[[ Available records open ]]

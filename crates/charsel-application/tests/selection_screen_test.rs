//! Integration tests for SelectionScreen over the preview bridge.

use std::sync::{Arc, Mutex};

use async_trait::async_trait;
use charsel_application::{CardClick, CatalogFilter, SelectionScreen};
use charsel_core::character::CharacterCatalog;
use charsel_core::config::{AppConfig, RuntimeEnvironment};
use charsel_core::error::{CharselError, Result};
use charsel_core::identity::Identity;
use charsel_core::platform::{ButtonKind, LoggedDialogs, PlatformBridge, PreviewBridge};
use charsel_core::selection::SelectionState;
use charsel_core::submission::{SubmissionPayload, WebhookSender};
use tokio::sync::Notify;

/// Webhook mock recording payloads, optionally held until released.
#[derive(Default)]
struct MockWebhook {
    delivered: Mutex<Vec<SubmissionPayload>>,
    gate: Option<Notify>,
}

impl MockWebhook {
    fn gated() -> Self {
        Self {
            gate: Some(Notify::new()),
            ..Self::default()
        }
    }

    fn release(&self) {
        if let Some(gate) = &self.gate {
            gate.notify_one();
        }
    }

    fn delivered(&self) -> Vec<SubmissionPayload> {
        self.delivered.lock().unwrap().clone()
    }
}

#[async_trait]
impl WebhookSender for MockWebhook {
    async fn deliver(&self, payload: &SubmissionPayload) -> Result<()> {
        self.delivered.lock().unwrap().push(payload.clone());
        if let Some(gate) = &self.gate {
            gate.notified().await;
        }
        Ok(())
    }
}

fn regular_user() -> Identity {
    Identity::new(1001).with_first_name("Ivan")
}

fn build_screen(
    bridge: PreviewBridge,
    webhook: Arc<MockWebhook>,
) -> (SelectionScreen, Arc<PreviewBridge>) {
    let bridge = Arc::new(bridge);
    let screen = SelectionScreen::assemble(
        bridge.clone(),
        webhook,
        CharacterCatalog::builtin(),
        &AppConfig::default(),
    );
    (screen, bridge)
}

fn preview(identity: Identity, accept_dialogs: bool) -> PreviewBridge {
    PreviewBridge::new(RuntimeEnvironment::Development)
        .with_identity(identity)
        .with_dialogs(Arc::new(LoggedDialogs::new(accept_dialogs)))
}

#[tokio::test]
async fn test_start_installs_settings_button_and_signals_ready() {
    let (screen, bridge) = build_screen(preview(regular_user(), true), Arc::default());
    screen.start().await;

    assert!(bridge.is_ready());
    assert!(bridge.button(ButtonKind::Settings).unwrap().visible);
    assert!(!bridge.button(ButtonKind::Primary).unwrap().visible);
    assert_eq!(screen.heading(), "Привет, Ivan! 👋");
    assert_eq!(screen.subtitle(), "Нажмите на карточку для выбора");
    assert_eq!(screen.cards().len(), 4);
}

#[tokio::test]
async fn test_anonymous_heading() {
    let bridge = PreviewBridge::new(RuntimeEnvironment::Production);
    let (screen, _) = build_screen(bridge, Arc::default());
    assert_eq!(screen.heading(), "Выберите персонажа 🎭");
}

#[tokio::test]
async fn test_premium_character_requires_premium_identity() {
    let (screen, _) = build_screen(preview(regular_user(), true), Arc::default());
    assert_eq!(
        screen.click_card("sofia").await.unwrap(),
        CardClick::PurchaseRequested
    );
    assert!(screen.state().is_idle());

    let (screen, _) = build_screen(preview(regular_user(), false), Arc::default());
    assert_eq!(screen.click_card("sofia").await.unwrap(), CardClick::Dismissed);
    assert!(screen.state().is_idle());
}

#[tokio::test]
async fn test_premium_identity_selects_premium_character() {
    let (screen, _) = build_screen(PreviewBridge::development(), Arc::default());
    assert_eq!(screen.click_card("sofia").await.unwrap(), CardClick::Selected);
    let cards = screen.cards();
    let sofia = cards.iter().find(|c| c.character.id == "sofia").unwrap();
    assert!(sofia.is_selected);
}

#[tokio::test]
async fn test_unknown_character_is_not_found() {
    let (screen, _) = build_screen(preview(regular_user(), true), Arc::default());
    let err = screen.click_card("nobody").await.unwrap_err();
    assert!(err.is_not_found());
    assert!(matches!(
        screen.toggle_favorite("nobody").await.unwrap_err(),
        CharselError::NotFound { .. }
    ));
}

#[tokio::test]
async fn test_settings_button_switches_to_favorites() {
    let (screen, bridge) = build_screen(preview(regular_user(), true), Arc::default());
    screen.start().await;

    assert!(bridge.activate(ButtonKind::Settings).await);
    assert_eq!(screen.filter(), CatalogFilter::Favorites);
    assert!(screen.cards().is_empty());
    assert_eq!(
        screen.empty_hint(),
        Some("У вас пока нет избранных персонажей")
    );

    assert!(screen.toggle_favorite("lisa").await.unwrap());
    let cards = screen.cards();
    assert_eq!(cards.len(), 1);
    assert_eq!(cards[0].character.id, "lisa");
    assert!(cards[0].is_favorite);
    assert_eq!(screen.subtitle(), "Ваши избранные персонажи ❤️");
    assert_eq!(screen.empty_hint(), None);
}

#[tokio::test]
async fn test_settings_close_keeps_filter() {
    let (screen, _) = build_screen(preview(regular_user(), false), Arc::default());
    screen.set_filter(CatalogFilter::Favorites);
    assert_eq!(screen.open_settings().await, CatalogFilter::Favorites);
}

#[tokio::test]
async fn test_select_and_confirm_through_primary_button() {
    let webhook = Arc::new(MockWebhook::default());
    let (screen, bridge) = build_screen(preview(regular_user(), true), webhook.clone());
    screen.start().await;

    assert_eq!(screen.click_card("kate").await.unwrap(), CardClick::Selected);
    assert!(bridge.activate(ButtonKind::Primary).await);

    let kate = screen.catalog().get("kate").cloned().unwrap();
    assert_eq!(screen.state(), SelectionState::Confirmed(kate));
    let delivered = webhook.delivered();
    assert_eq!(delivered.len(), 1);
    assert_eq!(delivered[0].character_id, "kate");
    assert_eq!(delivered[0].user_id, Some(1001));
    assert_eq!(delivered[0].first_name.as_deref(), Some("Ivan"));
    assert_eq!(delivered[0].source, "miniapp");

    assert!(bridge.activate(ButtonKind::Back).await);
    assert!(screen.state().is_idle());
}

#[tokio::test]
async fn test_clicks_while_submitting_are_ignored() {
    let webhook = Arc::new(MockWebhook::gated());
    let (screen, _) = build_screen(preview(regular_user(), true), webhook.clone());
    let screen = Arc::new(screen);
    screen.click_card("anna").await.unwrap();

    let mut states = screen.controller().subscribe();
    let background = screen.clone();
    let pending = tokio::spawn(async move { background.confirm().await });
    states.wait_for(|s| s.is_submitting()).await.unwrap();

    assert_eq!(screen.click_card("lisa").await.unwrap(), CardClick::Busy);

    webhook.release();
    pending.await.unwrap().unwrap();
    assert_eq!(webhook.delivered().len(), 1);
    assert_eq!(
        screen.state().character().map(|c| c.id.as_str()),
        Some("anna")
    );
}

[[ Available records closed ]]

(Work to be completed) From the records above, repeat exactly the lines from the one with "fn preview(identity: Identity, accept_dialogs: bool)" through the one with "assert!(!bridge.button(ButtonKind::Primary).unwrap().visible);", both included.

(Task response)
fn preview(identity: Identity, accept_dialogs: bool) -> PreviewBridge {
    PreviewBridge::new(RuntimeEnvironment::Development)
        .with_identity(identity)
        .with_dialogs(Arc::new(LoggedDialogs::new(accept_dialogs)))
}

#[tokio::test]
async fn test_start_installs_settings_button_and_signals_ready() {
    let (screen, bridge) = build_screen(preview(regular_user(), true), Arc::default());
    screen.start().await;

    assert!(bridge.is_ready());
    assert!(bridge.button(ButtonKind::Settings).unwrap().visible);
    assert!(!bridge.button(ButtonKind::Primary).unwrap().visible);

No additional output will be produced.